Go through the listing and copy each line that has the string "Asha" in it.

++++

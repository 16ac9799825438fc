//! Employee model.
//!
//! This module defines the [`Employee`] struct for representing salaried
//! workers whose attendance drives payroll deductions.

use chrono::NaiveDate;
use rust_decimal::Decimal;
use serde::{Deserialize, Serialize};

use super::TimingConfig;

/// Represents an employee subject to attendance-based payroll.
#[derive(Debug, Clone, PartialEq, Serialize, Deserialize)]
pub struct Employee {
    /// Unique identifier for the employee.
    pub id: String,
    /// Display name, used for report ordering.
    pub name: String,
    /// Contact email address.
    #[serde(default)]
    pub email: Option<String>,
    /// The office the employee is placed in.
    #[serde(default)]
    pub office_id: Option<String>,
    /// The position the employee holds.
    #[serde(default)]
    pub position_id: Option<String>,
    /// Monthly base salary.
    pub monthly_salary: Decimal,
    /// The date the employee joined.
    #[serde(default)]
    pub joining_date: Option<NaiveDate>,
    /// Per-employee timing that takes precedence over office/position timing.
    #[serde(default)]
    pub timing: Option<TimingConfig>,
}

impl Employee {
    /// Returns the office and position pair when both are assigned.
    ///
    /// # Examples
    ///
    /// ```
    /// use attendance_payroll::models::Employee;
    /// use rust_decimal::Decimal;
    ///
    /// let mut employee = Employee {
    ///     id: "EMP001".to_string(),
    ///     name: "Asha Rao".to_string(),
    ///     email: None,
    ///     office_id: Some("OFF1".to_string()),
    ///     position_id: None,
    ///     monthly_salary: Decimal::from(30000),
    ///     joining_date: None,
    ///     timing: None,
    /// };
    /// assert!(employee.placement().is_none());
    ///
    /// employee.position_id = Some("POS1".to_string());
    /// assert_eq!(employee.placement(), Some(("OFF1", "POS1")));
    /// ```
    pub fn placement(&self) -> Option<(&str, &str)> {
        match (&self.office_id, &self.position_id) {
            (Some(office), Some(position)) => Some((office.as_str(), position.as_str())),
            _ => None,
        }
    }
}

#[cfg(test)]
mod tests {
    use super::*;
    use chrono::NaiveTime;

    #[test]
    fn test_deserialize_minimal_employee() {
        let json = r#"{
            "id": "EMP001",
            "name": "Asha Rao",
            "monthly_salary": "30000.00"
        }"#;

        let employee: Employee = serde_json::from_str(json).unwrap();
        assert_eq!(employee.id, "EMP001");
        assert_eq!(employee.monthly_salary, Decimal::new(3000000, 2));
        assert!(employee.office_id.is_none());
        assert!(employee.timing.is_none());
        assert!(employee.placement().is_none());
    }

    #[test]
    fn test_deserialize_employee_with_timing_override() {
        let json = r#"{
            "id": "EMP002",
            "name": "Ben Okafor",
            "email": "ben@example.com",
            "office_id": "OFF1",
            "position_id": "POS2",
            "monthly_salary": "45000",
            "joining_date": "2024-04-01",
            "timing": {"duty_hours": "9", "reporting_time": "08:00:00"}
        }"#;

        let employee: Employee = serde_json::from_str(json).unwrap();
        let timing = employee.timing.unwrap();
        assert_eq!(timing.duty_minutes(), 540);
        assert_eq!(
            timing.reporting_time,
            NaiveTime::from_hms_opt(8, 0, 0).unwrap()
        );
        assert_eq!(employee.placement(), Some(("OFF1", "POS2")));
    }

    #[test]
    fn test_monthly_salary_serializes_as_string() {
        let employee = Employee {
            id: "EMP003".to_string(),
            name: "Chen Li".to_string(),
            email: None,
            office_id: None,
            position_id: None,
            monthly_salary: Decimal::new(2550050, 2),
            joining_date: None,
            timing: None,
        };

        let json = serde_json::to_value(&employee).unwrap();
        assert_eq!(json["monthly_salary"], "25500.50");
    }
}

++++

**SOLUTION BELOW:**
    ///     name: "Asha Rao".to_string(),
            "name": "Asha Rao",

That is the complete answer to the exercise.